Namatame se levanta de su asiento para decir -¿Cuándo esperan nuestra respuesta?

-En la madrugada empieza su revolución, tomarán los puertos y someterán a las tropas leales al continente, esta noche nos reuniremos por última vez y deberemos de elegir nuestro proceder- indica el capitán.

Sumireko con sus manos sobre la boca expresa –Difícil decisión se ha colocado sobre mis hombros, debo retirarme y analizarlo en privado, pero para ustedes solo tengo una pregunta- nos miró con majestuosidad – ¿Sea cual sea el designio que proclame me seguirán?

-Mi señora, el emperador ha decretado que usted habla en su nombre, mis pasos no se apartaran del camino que usted señale- proclama Shiena con una reverencia.

Era cierto, era nuestra líder, elegida para guiarnos su voluntad debía ser la nuestra –Estoy de acuerdo, Ojou-sama su sagacidad ya fue probada en sus intervenciones con Corea, su juicio es certero y su voluntad férrea, la seguiría al hades de ser necesario.

-Haru, no durarías mucho ahí, pero concuerdo, mi espada esta afilada para seguir sus instrucciones- proclama Azuma sacando a medias su katana para mostrar el filo.

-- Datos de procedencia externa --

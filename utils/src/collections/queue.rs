use std::cmp::Ordering;
use std::fmt::Debug;

use async_trait::async_trait;
use thiserror::Error;

mod mpsc_bounded_channel_queue;

pub use self::mpsc_bounded_channel_queue::*;

use crate::collections::element::Element;

/// An error that occurs when a queue operation fails.<br/>
/// キューの操作に失敗した場合に発生するエラー。
#[derive(Error, Debug, PartialEq)]
pub enum QueueError<E> {
  /// The element could not be inserted without waiting; it is handed back.<br/>
  /// 待機せずに要素を挿入できなかった。要素は呼び出し元に返される。
  #[error("Failed to offer an element: {0:?}")]
  OfferError(E),
  #[error("Failed to poll an element")]
  PollError,
}

/// The size of the queue.<br/>
/// キューのサイズ。
#[derive(Debug, Clone, Copy)]
pub enum QueueSize {
  /// The queue has no capacity limit.<br/>
  /// キューに容量制限がない。
  Limitless,
  /// The queue has a capacity limit.<br/>
  /// キューに容量制限がある。
  Limited(usize),
}

impl QueueSize {
  /// Returns whether the queue has no capacity limit.<br/>
  /// キューに容量制限がないかどうかを返します。
  pub fn is_limitless(&self) -> bool {
    matches!(self, QueueSize::Limitless)
  }

  /// Converts to a usize type.<br/>
  /// usize型に変換します。
  ///
  /// # Return Value / 戻り値
  /// - `usize::MAX` - If the queue has no capacity limit. / キューに容量制限がない場合。
  /// - `num` - If the queue has a capacity limit. / キューに容量制限がある場合。
  pub fn to_usize(&self) -> usize {
    match self {
      QueueSize::Limitless => usize::MAX,
      QueueSize::Limited(c) => *c,
    }
  }
}

impl PartialEq<Self> for QueueSize {
  fn eq(&self, other: &Self) -> bool {
    match (self, other) {
      (QueueSize::Limitless, QueueSize::Limitless) => true,
      (QueueSize::Limited(l), QueueSize::Limited(r)) => l == r,
      _ => false,
    }
  }
}

impl PartialOrd<Self> for QueueSize {
  fn partial_cmp(&self, other: &Self) -> Option<Ordering> {
    match (self, other) {
      (QueueSize::Limitless, QueueSize::Limitless) => Some(Ordering::Equal),
      (QueueSize::Limitless, _) => Some(Ordering::Greater),
      (_, QueueSize::Limitless) => Some(Ordering::Less),
      (QueueSize::Limited(l), QueueSize::Limited(r)) => l.partial_cmp(r),
    }
  }
}

/// A trait that defines the behavior of a queue.<br/>
/// キューの振る舞いを定義するトレイト。
#[async_trait]
pub trait QueueBase<E: Element>: Debug + Send + Sync {
  /// Returns whether this queue is empty.<br/>
  /// このキューが空かどうかを返します。
  async fn is_empty(&self) -> bool {
    self.len().await == QueueSize::Limited(0)
  }

  /// Returns whether the queue size has reached its capacity.<br/>
  /// このキューのサイズが容量まで到達したかどうかを返します。
  async fn is_full(&self) -> bool {
    self.capacity().await == self.len().await
  }

  /// Returns the length of this queue.<br/>
  /// このキューの長さを返します。
  async fn len(&self) -> QueueSize;

  /// Returns the capacity of this queue.<br/>
  /// このキューの最大容量を返します。
  async fn capacity(&self) -> QueueSize;
}

#[async_trait]
pub trait QueueWriter<E: Element>: QueueBase<E> {
  /// The specified element will be inserted into this queue,
  /// if the queue can be executed immediately without violating the capacity limit.<br/>
  /// 容量制限に違反せずにすぐ実行できる場合は、指定された要素をこのキューに挿入します。
  ///
  /// # Arguments / 引数
  /// - `element` - The element to be inserted. / 挿入する要素。
  ///
  /// # Return Value / 戻り値
  /// - `Ok(())` - If the element is inserted successfully. / 要素が正常に挿入された場合。
  /// - `Err(QueueError::OfferError(element))` - If the element cannot be inserted. / 要素を挿入できなかった場合。
  async fn offer(&mut self, element: E) -> Result<(), QueueError<E>>;
}

#[async_trait]
pub trait QueueReader<E: Element>: QueueBase<E> {
  /// Retrieves and deletes the head of the queue. Returns None if the queue is empty.<br/>
  /// キューの先頭を取得および削除します。キューが空の場合は None を返します。
  ///
  /// # Return Value / 戻り値
  /// - `Ok(Some(element))` - If the element is retrieved successfully. / 要素が正常に取得された場合。
  /// - `Ok(None)` - If the queue is empty. / キューが空の場合。
  async fn poll(&mut self) -> Result<Option<E>, QueueError<E>>;

  /// Polls until the queue reports empty and returns everything taken, oldest first.<br/>
  /// キューが空になるまで取得を繰り返し、取得したすべての要素を古い順に返します。
  ///
  /// Never waits for a producer; only what is buffered is returned.<br/>
  /// プロデューサーを待機することはありません。
  async fn drain(&mut self) -> Result<Vec<E>, QueueError<E>> {
    let mut elements = Vec::new();
    while let Some(element) = self.poll().await? {
      elements.push(element);
    }
    Ok(elements)
  }
}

-Que así sea, esperamos su decisión, Ojou-sama- exclama el capitán Miyamoto.

Hanabusa sonriente empieza su salida -Regresen a sus asuntos, nos vemos en la cena.

Soberbia es la actitud de la señorita Hanabusa, he olvidado escribirlo pero ya supe sobre el accidente que sufrió, un atentado en el cual su madre pereció y ella resultó muy herida, necesitando rehabilitación física según tengo entendido, aquello hace que me resulte aún más impresionante su fortaleza y lo oronda que siempre se muestra.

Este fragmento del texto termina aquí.